_Work request_: In exact form, set down only those lines of the material that run from its first line to the line with "use tokio_tungstenite::tungstenite::Message;", inclusive.

_Supplied material_:
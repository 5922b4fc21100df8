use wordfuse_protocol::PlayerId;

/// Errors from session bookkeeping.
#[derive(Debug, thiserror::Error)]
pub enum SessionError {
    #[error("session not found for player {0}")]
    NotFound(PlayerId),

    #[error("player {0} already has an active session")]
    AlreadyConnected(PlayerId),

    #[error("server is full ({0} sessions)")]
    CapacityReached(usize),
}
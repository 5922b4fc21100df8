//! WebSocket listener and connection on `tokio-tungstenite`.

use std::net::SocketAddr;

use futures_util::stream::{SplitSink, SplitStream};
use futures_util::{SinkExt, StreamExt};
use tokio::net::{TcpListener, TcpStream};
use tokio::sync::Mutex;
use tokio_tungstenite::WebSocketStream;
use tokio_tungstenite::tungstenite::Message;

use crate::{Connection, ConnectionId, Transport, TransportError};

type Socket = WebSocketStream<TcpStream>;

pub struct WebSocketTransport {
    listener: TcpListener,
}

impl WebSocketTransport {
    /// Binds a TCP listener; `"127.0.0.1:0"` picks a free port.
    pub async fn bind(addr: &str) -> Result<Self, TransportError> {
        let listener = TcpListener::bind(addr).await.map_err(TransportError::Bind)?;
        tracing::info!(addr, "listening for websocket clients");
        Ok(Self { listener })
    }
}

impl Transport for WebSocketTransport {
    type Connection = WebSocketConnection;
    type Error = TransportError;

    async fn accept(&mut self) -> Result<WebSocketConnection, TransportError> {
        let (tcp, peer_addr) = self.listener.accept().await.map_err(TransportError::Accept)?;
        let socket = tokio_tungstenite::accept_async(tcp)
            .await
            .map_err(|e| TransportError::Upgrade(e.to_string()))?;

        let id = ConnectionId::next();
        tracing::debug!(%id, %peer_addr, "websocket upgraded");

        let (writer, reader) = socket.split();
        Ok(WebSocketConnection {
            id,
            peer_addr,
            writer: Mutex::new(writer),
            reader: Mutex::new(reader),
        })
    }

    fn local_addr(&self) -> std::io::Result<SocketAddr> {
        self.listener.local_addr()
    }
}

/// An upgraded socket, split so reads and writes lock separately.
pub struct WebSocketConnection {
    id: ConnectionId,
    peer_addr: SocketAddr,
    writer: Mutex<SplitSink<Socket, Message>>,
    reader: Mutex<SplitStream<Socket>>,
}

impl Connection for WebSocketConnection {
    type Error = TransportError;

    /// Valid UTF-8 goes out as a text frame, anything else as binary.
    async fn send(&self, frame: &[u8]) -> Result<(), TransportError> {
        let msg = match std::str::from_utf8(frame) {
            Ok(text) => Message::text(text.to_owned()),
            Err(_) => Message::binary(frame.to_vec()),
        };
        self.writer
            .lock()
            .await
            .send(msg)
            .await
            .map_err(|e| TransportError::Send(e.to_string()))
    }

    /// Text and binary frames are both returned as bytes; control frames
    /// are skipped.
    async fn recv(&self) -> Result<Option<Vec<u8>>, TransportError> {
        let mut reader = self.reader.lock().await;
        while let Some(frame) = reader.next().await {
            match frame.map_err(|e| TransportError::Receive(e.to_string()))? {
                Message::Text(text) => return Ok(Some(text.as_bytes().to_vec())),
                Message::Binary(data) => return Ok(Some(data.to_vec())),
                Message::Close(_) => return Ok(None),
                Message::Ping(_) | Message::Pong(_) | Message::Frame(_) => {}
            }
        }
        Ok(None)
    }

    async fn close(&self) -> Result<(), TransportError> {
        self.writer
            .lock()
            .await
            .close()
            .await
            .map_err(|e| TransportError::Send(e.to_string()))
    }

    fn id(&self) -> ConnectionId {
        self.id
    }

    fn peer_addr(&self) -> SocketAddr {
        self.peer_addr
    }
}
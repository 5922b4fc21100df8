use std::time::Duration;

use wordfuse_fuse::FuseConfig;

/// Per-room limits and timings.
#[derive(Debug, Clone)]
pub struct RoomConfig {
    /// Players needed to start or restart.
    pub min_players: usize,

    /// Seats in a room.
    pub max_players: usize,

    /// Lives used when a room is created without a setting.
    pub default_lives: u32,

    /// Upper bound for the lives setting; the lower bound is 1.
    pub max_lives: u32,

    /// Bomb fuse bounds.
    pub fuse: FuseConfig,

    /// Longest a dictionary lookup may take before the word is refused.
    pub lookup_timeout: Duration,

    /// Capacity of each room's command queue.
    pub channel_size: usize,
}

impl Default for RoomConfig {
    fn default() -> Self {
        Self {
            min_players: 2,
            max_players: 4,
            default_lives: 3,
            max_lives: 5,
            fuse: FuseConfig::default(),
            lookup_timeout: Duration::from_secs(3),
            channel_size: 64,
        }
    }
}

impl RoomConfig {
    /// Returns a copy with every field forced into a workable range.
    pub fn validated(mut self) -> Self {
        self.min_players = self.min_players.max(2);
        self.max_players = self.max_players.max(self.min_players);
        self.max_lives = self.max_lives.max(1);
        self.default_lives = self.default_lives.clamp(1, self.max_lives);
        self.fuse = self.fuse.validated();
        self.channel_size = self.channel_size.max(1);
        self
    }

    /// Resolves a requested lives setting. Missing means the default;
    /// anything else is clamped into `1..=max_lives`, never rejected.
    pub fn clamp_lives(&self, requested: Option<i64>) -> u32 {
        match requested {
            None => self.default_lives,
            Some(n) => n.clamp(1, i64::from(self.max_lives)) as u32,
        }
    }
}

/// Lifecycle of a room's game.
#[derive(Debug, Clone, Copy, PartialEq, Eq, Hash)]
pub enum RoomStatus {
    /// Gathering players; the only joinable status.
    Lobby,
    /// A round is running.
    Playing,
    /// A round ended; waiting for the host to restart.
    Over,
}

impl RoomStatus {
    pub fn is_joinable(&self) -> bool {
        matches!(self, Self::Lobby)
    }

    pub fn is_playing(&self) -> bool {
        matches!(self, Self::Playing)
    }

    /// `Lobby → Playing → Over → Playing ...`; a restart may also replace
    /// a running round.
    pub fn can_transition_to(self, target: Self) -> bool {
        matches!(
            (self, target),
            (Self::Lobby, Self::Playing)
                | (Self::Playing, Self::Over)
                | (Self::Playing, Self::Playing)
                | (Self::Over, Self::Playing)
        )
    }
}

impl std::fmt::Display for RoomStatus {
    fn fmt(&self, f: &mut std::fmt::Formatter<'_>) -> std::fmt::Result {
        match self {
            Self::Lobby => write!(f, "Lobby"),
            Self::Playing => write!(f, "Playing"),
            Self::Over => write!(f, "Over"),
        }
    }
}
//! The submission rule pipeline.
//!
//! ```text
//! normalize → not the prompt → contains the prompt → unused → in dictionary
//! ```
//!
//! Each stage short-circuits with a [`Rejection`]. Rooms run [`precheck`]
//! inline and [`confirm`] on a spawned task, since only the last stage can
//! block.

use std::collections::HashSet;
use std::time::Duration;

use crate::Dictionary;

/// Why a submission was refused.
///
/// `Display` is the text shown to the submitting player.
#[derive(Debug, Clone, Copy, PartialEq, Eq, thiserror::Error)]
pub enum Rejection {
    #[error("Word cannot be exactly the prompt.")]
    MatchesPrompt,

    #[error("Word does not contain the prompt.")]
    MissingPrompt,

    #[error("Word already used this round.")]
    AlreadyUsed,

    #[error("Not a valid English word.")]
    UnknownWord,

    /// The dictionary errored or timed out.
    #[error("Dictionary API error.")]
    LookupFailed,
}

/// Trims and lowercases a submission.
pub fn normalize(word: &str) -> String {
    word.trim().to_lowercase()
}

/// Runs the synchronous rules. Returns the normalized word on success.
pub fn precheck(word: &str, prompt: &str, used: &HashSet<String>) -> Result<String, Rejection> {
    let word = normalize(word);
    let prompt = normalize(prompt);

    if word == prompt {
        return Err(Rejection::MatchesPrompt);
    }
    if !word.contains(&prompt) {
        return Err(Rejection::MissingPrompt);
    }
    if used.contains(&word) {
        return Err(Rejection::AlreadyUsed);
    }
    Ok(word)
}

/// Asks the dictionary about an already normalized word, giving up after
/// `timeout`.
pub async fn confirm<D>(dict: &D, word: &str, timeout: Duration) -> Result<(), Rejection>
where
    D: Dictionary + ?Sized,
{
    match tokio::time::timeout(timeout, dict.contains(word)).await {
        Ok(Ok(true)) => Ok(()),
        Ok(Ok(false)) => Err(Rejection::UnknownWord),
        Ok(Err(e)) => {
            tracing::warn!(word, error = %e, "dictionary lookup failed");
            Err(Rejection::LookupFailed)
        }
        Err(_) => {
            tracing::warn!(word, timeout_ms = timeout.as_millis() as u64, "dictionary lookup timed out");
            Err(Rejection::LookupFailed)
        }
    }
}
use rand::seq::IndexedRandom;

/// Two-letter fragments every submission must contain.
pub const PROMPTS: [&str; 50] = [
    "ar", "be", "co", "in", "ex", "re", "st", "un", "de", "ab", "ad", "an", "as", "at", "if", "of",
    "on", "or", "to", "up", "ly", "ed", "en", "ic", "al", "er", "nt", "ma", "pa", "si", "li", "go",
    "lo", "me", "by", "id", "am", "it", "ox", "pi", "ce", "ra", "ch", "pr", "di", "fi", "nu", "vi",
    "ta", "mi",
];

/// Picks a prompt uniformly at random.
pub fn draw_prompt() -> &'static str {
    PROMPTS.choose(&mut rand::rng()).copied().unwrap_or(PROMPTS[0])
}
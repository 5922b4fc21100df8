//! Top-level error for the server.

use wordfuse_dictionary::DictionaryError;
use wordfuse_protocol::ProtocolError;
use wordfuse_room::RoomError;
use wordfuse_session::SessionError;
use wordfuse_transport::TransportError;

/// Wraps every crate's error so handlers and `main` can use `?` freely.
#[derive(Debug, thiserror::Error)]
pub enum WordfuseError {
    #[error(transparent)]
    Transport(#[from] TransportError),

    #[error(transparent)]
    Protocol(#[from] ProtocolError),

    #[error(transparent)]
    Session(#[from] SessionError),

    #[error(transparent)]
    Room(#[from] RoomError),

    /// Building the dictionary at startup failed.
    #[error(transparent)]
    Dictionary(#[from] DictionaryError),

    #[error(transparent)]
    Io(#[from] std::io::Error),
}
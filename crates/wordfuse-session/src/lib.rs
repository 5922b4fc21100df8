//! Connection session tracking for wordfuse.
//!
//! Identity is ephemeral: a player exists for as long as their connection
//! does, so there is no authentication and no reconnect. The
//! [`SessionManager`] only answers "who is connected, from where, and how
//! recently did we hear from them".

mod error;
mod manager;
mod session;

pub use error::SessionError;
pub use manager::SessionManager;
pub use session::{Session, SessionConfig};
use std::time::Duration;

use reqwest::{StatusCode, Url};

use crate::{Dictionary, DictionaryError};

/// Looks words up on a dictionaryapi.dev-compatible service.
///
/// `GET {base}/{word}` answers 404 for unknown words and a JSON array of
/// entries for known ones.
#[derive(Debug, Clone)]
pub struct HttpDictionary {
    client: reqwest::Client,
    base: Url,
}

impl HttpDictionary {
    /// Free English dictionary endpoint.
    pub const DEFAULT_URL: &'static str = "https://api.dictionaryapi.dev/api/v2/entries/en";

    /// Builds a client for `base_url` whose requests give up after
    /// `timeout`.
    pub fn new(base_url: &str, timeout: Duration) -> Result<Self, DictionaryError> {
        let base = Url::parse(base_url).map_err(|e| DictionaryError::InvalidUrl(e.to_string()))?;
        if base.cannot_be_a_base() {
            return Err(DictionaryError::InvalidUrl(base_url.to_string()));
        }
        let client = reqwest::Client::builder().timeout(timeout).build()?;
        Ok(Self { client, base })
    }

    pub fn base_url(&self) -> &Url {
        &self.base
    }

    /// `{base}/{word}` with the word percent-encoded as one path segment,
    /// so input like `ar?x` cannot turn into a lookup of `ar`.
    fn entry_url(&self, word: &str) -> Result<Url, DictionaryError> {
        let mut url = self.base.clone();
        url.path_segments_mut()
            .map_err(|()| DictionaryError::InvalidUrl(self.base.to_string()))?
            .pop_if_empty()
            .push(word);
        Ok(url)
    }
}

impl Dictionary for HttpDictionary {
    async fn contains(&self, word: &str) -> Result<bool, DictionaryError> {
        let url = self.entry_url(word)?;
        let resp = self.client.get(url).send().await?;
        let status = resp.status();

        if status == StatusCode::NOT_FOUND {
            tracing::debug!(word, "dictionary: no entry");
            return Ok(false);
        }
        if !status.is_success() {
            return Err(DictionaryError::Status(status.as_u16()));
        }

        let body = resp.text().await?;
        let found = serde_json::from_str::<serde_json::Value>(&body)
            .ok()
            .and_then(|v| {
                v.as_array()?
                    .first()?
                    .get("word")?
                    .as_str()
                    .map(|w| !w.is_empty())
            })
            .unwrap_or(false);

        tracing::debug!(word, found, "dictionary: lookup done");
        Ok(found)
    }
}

_Answer space_:
repository 5922b4fc21100df8
use wordfuse_protocol::PlayerId;

/// Errors from session bookkeeping.
#[derive(Debug, thiserror::Error)]
pub enum SessionError {
    #[error("session not found for player {0}")]
    NotFound(PlayerId),

    #[error("player {0} already has an active session")]
    AlreadyConnected(PlayerId),

    #[error("server is full ({0} sessions)")]
    CapacityReached(usize),
}
repository 5922b4fc21100df8
//! WebSocket listener and connection on `tokio-tungstenite`.

use std::net::SocketAddr;

use futures_util::stream::{SplitSink, SplitStream};
use futures_util::{SinkExt, StreamExt};
use tokio::net::{TcpListener, TcpStream};
use tokio::sync::Mutex;
use tokio_tungstenite::WebSocketStream;
use tokio_tungstenite::tungstenite::Message;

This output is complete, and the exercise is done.